Elementi dedotti dallo stile del Merisi si vedono nel santo che è colto nel momento in cui alza la testa dalla lettura e corruga la fronte, quasi a indicare incredulità; e notevole non è tanto l’espressione, bensì la scelta di un modello dove la fisicità dei riflessi è potentemente visibile, così come la capacità di cogliere un atteggiamento naturale con dignità. Sul fondo bruno si ha l’apparizione concreta della materia pregna di luce che si impasta sulla fronte, sulle tempie, mentre le ombre si stagliano sulle orbite, sulle orecchie e sul collo. Come il Santo, anche gli oggetti presenti (libro, mantello) si immergono nel bagno di luce e ombra. Probabilmente a Siviglia, sua città natale, Velazquez creò una serie di apostoli che comprende il “S. Paolo Apostolo” del museo di Barcellona, forse un “S. Mattia” a Dresda erroneamente attribuito ad Herrera, e di questa serie doveva far parte anche il “S. Tommaso”, viste le similitudini  riscontrabili nella luce che colpisce la fronte e il libro e nei grandi panneggi avvolti.

 

Ma in quale modo Velàzquez potette conoscere la pittura caravaggesca ed esserne influenzato? E più in generale come si realizzò questa proficua congiuntura italo-spagnola tra il Cinquecento e il Seicento? Principalmente grazie alla presenza in Spagna di opere d’arte italiane (dipinti veneziani del Cinquecento di maestri quali Tiziano e Bassano) e alla presenza di pittori manieristi a Corte. Nel caso specifico del Velàzquez, sappiamo che  attraverso Pacheco, suo maestro, del quale aveva sposato la figlia, lavorò al servizio della corte, diventandone un personaggio di spicco. A Madrid Velàzquez  ebbe modo di studiare le collezioni reali, ricche in particolare di dipinti veneziani, e nel 1628 conobbe P. P. Rubens; l’anno successivo, nel 1629, chiese a Filippo IV il permesso di compiere un primo viaggio di studio in Italia (Genova, Milano, Venezia, Ferrara, Cento, Bologna, Roma, Napoli). Nel 1649 fu di nuovo in Italia (Genova, Milano, Venezia, Bologna, Modena, Parma e Firenze, Roma).

 

Vincenzo Campi, I mangiatori di ricotta (Musée des Beaux-Arts di Lione)

Vincenzo Campi, I mangiatori di ricotta (Musée des Beaux-Arts di Lione)

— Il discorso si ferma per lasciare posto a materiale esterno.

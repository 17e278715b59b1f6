//! Header resolution across a multi-row, possibly merged, header band.

use std::collections::HashMap;

use lossgrid_engine::sheet::Sheet;

use crate::merge_index::MergeIndex;

/// Canonical form of a header label: line breaks removed, surrounding
/// whitespace trimmed. Interior spaces are kept.
pub fn normalize_header(raw: &str) -> String {
    raw.chars()
        .filter(|c| *c != '\n' && *c != '\r')
        .collect::<String>()
        .trim()
        .to_string()
}

/// Where a header label lives.
#[derive(Debug, Clone, Copy, PartialEq, Eq)]
pub struct HeaderLocation {
    /// Anchor column of the label (1-based).
    pub column: usize,
    /// Header row in which the label was first seen.
    pub row: usize,
    /// Bottom row of the label's cell (differs from `row` when merged vertically).
    pub last_row: usize,
}

/// Normalized header name → location, plus the first data row.
#[derive(Debug, Clone, Default)]
pub struct HeaderIndex {
    locations: HashMap<String, HeaderLocation>,
    /// Header rows that exist on the sheet, in scan order.
    band_rows: Vec<usize>,
    data_start_row: usize,
}

impl HeaderIndex {
    pub fn get(&self, name: &str) -> Option<HeaderLocation> {
        self.locations.get(&normalize_header(name)).copied()
    }

    pub fn column(&self, name: &str) -> Option<usize> {
        self.get(name).map(|l| l.column)
    }

    pub fn contains(&self, name: &str) -> bool {
        self.get(name).is_some()
    }

    /// Record a new label. Existing names keep their first location.
    pub fn insert(&mut self, name: &str, location: HeaderLocation) {
        self.locations.entry(normalize_header(name)).or_insert(location);
    }

    pub fn len(&self) -> usize {
        self.locations.len()
    }

    pub fn is_empty(&self) -> bool {
        self.locations.is_empty()
    }

    /// Entries ordered by column, then row.
    pub fn entries(&self) -> Vec<(&str, HeaderLocation)> {
        let mut entries: Vec<(&str, HeaderLocation)> =
            self.locations.iter().map(|(k, v)| (k.as_str(), *v)).collect();
        entries.sort_by_key(|(_, l)| (l.column, l.row));
        entries
    }

    /// First row below the header band.
    pub fn data_start_row(&self) -> usize {
        self.data_start_row
    }

    /// (first, last) header rows present on the sheet.
    pub fn band(&self) -> Option<(usize, usize)> {
        Some((*self.band_rows.first()?, *self.band_rows.last()?))
    }
}

/// Scan `header_rows` in order and locate `targets`.
///
/// Every non-empty label seen is recorded; the first occurrence of a name
/// wins. Label scanning stops after the row in which the last outstanding
/// target was found. Rows beyond the sheet are ignored, and the band ends
/// before the first candidate row that already holds data.
pub fn resolve_headers(sheet: &Sheet, header_rows: &[usize], targets: &[String]) -> HeaderIndex {
    let merges = MergeIndex::build(sheet);
    let max_row = sheet.max_row();
    let max_col = sheet.max_col();

    let mut index = HeaderIndex::default();
    let mut scanning = true;

    for row in header_rows.iter().copied().filter(|r| *r <= max_row) {
        if !index.band_rows.is_empty() && holds_data(&merges, row, max_col, &index, targets) {
            log::debug!("sheet '{}': row {} holds data, header band ends at row {}", sheet.name, row, row.saturating_sub(1));
            break;
        }
        index.band_rows.push(row);
        if !scanning {
            continue;
        }

        for col in 1..=max_col {
            let (anchor_row, anchor_col) = merges.anchor_of(row, col);
            // A label merged across columns is reported once, at its anchor column
            if anchor_col != col {
                continue;
            }
            let label = normalize_header(&merges.resolve(row, col).display());
            if label.is_empty() {
                continue;
            }
            let last_row = merges.region_at(row, col).map(|r| r.max_row).unwrap_or(row);
            index.insert(&label, HeaderLocation { column: col, row: anchor_row.min(row), last_row });
        }

        if targets.iter().all(|t| index.contains(t)) {
            log::debug!("sheet '{}': all header targets found by row {}", sheet.name, row);
            scanning = false;
        }
    }

    let band_bottom = index.band_rows.last().copied().unwrap_or_else(|| header_rows.last().copied().unwrap_or(0));
    let merged_bottom = index.locations.values().map(|l| l.last_row).max().unwrap_or(0);
    index.data_start_row = band_bottom.max(merged_bottom) + 1;
    index
}

/// A row below the first header row is data when a cell of its own holds a
/// number, or when a cell sits directly under an unmerged target label.
fn holds_data(merges: &MergeIndex, row: usize, max_col: usize, index: &HeaderIndex, targets: &[String]) -> bool {
    let own = |col: usize| merges.anchor_of(row, col) == (row, col);
    let sheet = merges.sheet();

    if (1..=max_col).any(|col| own(col) && sheet.value(row, col).as_number().is_some()) {
        return true;
    }
    targets.iter().filter_map(|t| index.get(t)).any(|loc| {
        loc.last_row < row
            && merges.region_at(loc.row, loc.column).is_none()
            && own(loc.column)
            && !sheet.value(row, loc.column).is_empty()
    })
}
// Excel file import/export (xlsx, xlsm, xls)
//
// Values come from calamine; formatting, dimensions and merges for OOXML
// files come from the style parser in xlsx_styles. Export goes through
// rust_xlsxwriter. The workbook model is 1-based; both libraries are 0-based,
// so every coordinate crosses that boundary here and nowhere else.

use std::path::Path;
use std::time::Instant;

use calamine::{open_workbook_auto, Data, Reader, Sheets};
use lossgrid_engine::cell::{Alignment, BorderStyle, CellFormat, CellValue, VerticalAlignment};
use lossgrid_engine::sheet::{cell_address, MergedRegion, Sheet};
use lossgrid_engine::workbook::Workbook;
use rust_xlsxwriter::{Color, Format, FormatAlign, FormatBorder, Formula, Workbook as XlsxWorkbook, Worksheet};

use crate::xlsx_styles;

/// Number format applied to date cells that carry no explicit format (xls).
const DEFAULT_DATE_FORMAT: &str = "yyyy-mm-dd";

/// Maximum number of cells to import (prevents DoS from huge files)
const MAX_CELLS: usize = 5_000_000;

/// Per-sheet import statistics
#[derive(Debug, Default, Clone)]
pub struct SheetStats {
    pub name: String,
    pub cells_imported: usize,
    pub formulas_imported: usize,
    pub dates_imported: usize,
}

/// Result of an Excel import operation
#[derive(Debug, Default)]
pub struct ImportResult {
    /// Number of sheets imported
    pub sheets_imported: usize,
    /// Total cells imported
    pub cells_imported: usize,
    /// Formulas imported (cached value kept alongside the source)
    pub formulas_imported: usize,
    /// Cells that received formatting from styles.xml
    pub styles_imported: usize,
    /// Distinct style records in styles.xml
    pub unique_styles: usize,
    /// Total merged cell regions imported
    pub merges_imported: usize,
    /// Merged regions dropped due to overlap with existing merges
    pub merges_dropped_overlap: usize,
    /// Merged regions dropped due to invalid or single-cell references
    pub merges_dropped_invalid: usize,
    /// True if the cell limit cut the import short
    pub truncated: bool,
    /// Per-sheet statistics
    pub sheet_stats: Vec<SheetStats>,
    /// Warnings generated during import
    pub warnings: Vec<String>,
    /// Import duration in milliseconds
    pub import_duration_ms: u128,
}
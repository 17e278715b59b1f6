use std::fmt;
use std::path::PathBuf;

use lossgrid_engine::sheet::MergedRegion;

#[derive(Debug)]
pub enum EnrichError {
    /// A required header is absent from every candidate header row.
    MissingRequiredColumn { sheet: String, column: String, header_rows: Vec<usize> },
    /// The area cell of a data row does not hold a number.
    NonNumericSource { sheet: String, cell: String, value: String },
    /// A layout merge would intersect a merge already on the sheet.
    OverlappingMergeRequest { sheet: String, requested: MergedRegion, existing: MergedRegion },
    /// Workbook could not be opened or parsed.
    UnreadableFile { path: PathBuf, message: String },
    /// Workbook could not be written.
    UnwritableOutput { path: PathBuf, message: String },
    /// Loss-record store failure.
    Lookup(String),
    /// TOML parse / deserialization error.
    ConfigParse(String),
    /// Config validation error.
    ConfigValidation(String),
    /// Loss-record workbook could not be imported.
    Import { path: PathBuf, message: String },
}

impl EnrichError {
    /// Per-row and per-merge conditions that are reported but never stop a file.
    pub fn is_warning(&self) -> bool {
        matches!(
            self,
            Self::MissingRequiredColumn { .. } | Self::NonNumericSource { .. } | Self::OverlappingMergeRequest { .. }
        )
    }

    /// Stable snake_case name, used in JSON reports.
    pub fn kind(&self) -> &'static str {
        match self {
            Self::MissingRequiredColumn { .. } => "missing_required_column",
            Self::NonNumericSource { .. } => "non_numeric_source",
            Self::OverlappingMergeRequest { .. } => "overlapping_merge_request",
            Self::UnreadableFile { .. } => "unreadable_file",
            Self::UnwritableOutput { .. } => "unwritable_output",
            Self::Lookup(_) => "lookup",
            Self::ConfigParse(_) => "config_parse",
            Self::ConfigValidation(_) => "config_validation",
            Self::Import { .. } => "import",
        }
    }
}

impl fmt::Display for EnrichError {
    fn fmt(&self, f: &mut fmt::Formatter<'_>) -> fmt::Result {
        match self {
            Self::MissingRequiredColumn { sheet, column, header_rows } => {
                let rows: Vec<String> = header_rows.iter().map(|r| r.to_string()).collect();
                write!(
                    f,
                    "sheet '{sheet}': column '{column}' not found in header rows {}",
                    rows.join(",")
                )
            }
            Self::NonNumericSource { sheet, cell, value } => {
                write!(f, "sheet '{sheet}', cell {cell}: area value '{value}' is not numeric")
            }
            Self::OverlappingMergeRequest { sheet, requested, existing } => {
                write!(f, "sheet '{sheet}': skipped merge {requested}, overlaps existing merge {existing}")
            }
            Self::UnreadableFile { path, message } => {
                write!(f, "cannot read {}: {message}", path.display())
            }
            Self::UnwritableOutput { path, message } => {
                write!(f, "cannot write {}: {message}", path.display())
            }
            Self::Lookup(msg) => write!(f, "loss-record lookup failed: {msg}"),
            Self::ConfigParse(msg) => write!(f, "config parse error: {msg}"),
            Self::ConfigValidation(msg) => write!(f, "config validation error: {msg}"),
            Self::Import { path, message } => {
                write!(f, "cannot import loss records from {}: {message}", path.display())
            }
        }
    }
}

impl std::error::Error for EnrichError {}

impl From<rusqlite::Error> for EnrichError {
    fn from(e: rusqlite::Error) -> Self {
        Self::Lookup(e.to_string())
    }
}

Importante fu anche la presenza in Spagna di opere dei fratelli Campi di Cremona, i quali oltre all’adesione ai dettami della Controriforma, svilupparono un’arte naturalistica rifacendosi ad artisti della prima metà del Cinquecento (Lotto e Savoldo soprattutto). Di Antonio Campi si veda ad esempio il “S. Gerolamo” al Prado (1570), di Vincenzo Campi la “Crocifissione” all’Accademia di S. Fernando (1577) che prelude al Caravaggio. Tuttavia prima che la Spagna fosse profondamente influenzata furono necessarie altre “ondate di venezianità” e “rinforzi naturalistici”. In particolare questi rinforzi giunsero da Firenze, che nella seconda metà del Cinquecento era fucina di tendenze, Pontormo su tutti. Altrettanto importante sarà la riforma di Santi di Tito, seguita dall’opera di Jacopo da Empoli e Lodovico Cardi, detto il Cigoli. E ancora la fluidità e resa atmosferica del Passignano, del Ligozzi e del Pagani che sposterà l’interesse sempre più verso accordi cromatici e luministici. Un esempio è dato dall’ “Ultima Cena” del Cigoli (Empoli, 1591), nella quale l’artista accorda la gamma calda dei veneti con quella acidula ed irreale del Barocci. La pittura  spagnola a cavallo tra Cinque e Seicento non era tanto diversa dalla pittura fiorentina contemporanea, grazie ai fiorentini Bartolomeo e Vincenzo Carducci, ribattezzati Carducho, che fecero da tramite. Si veda ad esempio la “Pietà” (Madrid) di Bartolomeo Carducci, semplice e severa nella composizione ma di una fluidità cromatica lieve e velata. Del 1610 è invece la “Predica del Battista” (Accademia di S. Fernando) di Vincenzo Carducci, dipinta con la medesima fluidità.  Il primo grande rinnovamento della pittura spagnola di Ribalta, di Roelas ed Herrera discende proprio dall’influenza di questi “fiorentini riformati”.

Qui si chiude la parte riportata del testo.